_Input for this task_
Content starts

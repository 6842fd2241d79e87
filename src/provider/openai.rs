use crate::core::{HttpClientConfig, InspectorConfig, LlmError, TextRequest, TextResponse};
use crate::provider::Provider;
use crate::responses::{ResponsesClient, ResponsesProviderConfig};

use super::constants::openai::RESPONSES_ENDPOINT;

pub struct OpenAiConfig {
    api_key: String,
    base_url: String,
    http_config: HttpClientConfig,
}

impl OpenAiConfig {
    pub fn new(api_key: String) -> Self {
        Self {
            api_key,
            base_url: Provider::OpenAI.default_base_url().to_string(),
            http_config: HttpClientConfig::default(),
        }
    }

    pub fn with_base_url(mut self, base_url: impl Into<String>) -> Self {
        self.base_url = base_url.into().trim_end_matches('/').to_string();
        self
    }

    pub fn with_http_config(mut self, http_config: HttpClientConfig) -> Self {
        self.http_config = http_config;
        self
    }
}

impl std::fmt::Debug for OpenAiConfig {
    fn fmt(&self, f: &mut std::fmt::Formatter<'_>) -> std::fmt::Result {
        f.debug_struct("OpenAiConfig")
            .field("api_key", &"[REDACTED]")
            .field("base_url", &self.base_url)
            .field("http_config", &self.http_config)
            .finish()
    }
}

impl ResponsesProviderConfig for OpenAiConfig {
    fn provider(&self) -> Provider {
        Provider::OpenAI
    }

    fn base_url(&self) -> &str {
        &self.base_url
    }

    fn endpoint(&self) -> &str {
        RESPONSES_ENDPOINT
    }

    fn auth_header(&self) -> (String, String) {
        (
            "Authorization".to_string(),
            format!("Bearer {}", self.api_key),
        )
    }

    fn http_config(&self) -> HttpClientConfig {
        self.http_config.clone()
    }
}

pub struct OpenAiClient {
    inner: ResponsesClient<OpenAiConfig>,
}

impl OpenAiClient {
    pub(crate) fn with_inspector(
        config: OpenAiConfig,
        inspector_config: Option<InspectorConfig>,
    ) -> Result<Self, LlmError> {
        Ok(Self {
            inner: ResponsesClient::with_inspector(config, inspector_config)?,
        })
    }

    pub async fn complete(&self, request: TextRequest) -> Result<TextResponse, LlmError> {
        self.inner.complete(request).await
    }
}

Content ends
Content starts

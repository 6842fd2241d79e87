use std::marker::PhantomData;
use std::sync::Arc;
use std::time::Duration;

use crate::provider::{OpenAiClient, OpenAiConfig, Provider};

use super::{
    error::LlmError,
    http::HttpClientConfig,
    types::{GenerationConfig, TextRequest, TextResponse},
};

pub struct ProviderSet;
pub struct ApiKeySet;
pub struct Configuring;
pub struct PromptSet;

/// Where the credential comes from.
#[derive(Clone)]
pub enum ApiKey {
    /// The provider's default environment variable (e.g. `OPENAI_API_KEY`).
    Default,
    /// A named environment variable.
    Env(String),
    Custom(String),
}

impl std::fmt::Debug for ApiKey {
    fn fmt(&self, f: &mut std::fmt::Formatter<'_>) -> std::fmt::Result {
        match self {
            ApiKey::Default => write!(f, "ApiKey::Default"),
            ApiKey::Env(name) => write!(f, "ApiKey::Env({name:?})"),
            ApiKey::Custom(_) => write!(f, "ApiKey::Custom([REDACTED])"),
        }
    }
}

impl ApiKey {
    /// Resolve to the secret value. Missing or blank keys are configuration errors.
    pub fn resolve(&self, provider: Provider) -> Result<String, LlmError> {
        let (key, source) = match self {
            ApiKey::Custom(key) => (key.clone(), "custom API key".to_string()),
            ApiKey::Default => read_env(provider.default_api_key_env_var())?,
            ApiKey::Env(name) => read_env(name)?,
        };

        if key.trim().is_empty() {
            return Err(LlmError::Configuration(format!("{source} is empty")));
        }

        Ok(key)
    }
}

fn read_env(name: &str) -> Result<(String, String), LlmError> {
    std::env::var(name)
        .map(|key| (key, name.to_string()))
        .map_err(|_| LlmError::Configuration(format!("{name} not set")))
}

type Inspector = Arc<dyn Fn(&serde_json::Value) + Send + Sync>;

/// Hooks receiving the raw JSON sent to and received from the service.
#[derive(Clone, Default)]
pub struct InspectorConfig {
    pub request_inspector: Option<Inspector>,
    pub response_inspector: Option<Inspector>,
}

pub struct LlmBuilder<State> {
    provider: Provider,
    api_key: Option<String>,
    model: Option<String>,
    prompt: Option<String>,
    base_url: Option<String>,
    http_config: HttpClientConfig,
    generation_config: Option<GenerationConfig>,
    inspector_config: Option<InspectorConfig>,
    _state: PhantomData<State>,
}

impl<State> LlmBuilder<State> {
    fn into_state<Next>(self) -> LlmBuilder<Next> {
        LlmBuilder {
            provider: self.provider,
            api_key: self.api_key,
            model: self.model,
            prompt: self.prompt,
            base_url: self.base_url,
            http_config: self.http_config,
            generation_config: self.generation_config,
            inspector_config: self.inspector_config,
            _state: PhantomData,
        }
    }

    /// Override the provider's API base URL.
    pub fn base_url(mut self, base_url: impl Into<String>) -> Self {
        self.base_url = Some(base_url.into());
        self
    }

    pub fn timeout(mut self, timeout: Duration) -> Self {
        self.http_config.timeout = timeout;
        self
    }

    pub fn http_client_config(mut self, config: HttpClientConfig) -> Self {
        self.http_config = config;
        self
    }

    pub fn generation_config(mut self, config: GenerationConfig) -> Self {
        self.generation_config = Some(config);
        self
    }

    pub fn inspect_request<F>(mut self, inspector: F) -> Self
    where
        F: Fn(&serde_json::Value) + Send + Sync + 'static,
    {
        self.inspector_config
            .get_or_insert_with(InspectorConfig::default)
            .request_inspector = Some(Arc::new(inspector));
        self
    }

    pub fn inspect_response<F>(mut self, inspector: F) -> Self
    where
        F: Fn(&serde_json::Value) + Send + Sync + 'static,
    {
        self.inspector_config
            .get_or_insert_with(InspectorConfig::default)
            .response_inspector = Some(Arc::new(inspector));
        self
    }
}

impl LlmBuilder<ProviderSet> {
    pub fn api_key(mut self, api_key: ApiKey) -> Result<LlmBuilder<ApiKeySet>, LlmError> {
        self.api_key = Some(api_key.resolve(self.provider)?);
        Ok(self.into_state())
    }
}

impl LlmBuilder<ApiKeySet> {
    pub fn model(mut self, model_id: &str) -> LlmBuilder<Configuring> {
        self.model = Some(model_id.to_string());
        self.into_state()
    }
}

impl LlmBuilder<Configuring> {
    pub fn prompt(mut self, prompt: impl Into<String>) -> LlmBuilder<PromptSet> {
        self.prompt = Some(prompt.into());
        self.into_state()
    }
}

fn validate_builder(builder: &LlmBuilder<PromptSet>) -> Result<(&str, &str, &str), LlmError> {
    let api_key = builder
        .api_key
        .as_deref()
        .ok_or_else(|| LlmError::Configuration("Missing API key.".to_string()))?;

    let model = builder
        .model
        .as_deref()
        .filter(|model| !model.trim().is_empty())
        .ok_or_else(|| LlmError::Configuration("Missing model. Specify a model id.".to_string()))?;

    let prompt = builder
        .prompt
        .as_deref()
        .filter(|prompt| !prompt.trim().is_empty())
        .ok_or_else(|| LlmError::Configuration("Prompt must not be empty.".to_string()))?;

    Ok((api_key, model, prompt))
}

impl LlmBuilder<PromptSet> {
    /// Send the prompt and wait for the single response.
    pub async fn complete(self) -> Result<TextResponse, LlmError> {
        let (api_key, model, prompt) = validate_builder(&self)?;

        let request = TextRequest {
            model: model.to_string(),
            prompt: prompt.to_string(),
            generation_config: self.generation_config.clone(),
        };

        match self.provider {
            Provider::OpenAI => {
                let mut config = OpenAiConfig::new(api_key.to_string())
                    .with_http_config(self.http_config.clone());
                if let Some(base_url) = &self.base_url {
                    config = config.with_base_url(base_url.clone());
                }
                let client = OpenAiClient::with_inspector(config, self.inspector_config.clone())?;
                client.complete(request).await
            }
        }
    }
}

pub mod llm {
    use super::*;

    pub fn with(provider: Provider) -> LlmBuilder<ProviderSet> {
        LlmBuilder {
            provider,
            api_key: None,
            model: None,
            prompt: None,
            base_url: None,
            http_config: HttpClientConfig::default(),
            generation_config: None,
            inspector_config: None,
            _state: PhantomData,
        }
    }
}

Content ends

_Exercise goal_
Wherever the string "ApiKeySet" appears in a line of the records above, copy that line.

_Response_
pub struct ApiKeySet;
    pub fn api_key(mut self, api_key: ApiKey) -> Result<LlmBuilder<ApiKeySet>, LlmError> {
impl LlmBuilder<ApiKeySet> {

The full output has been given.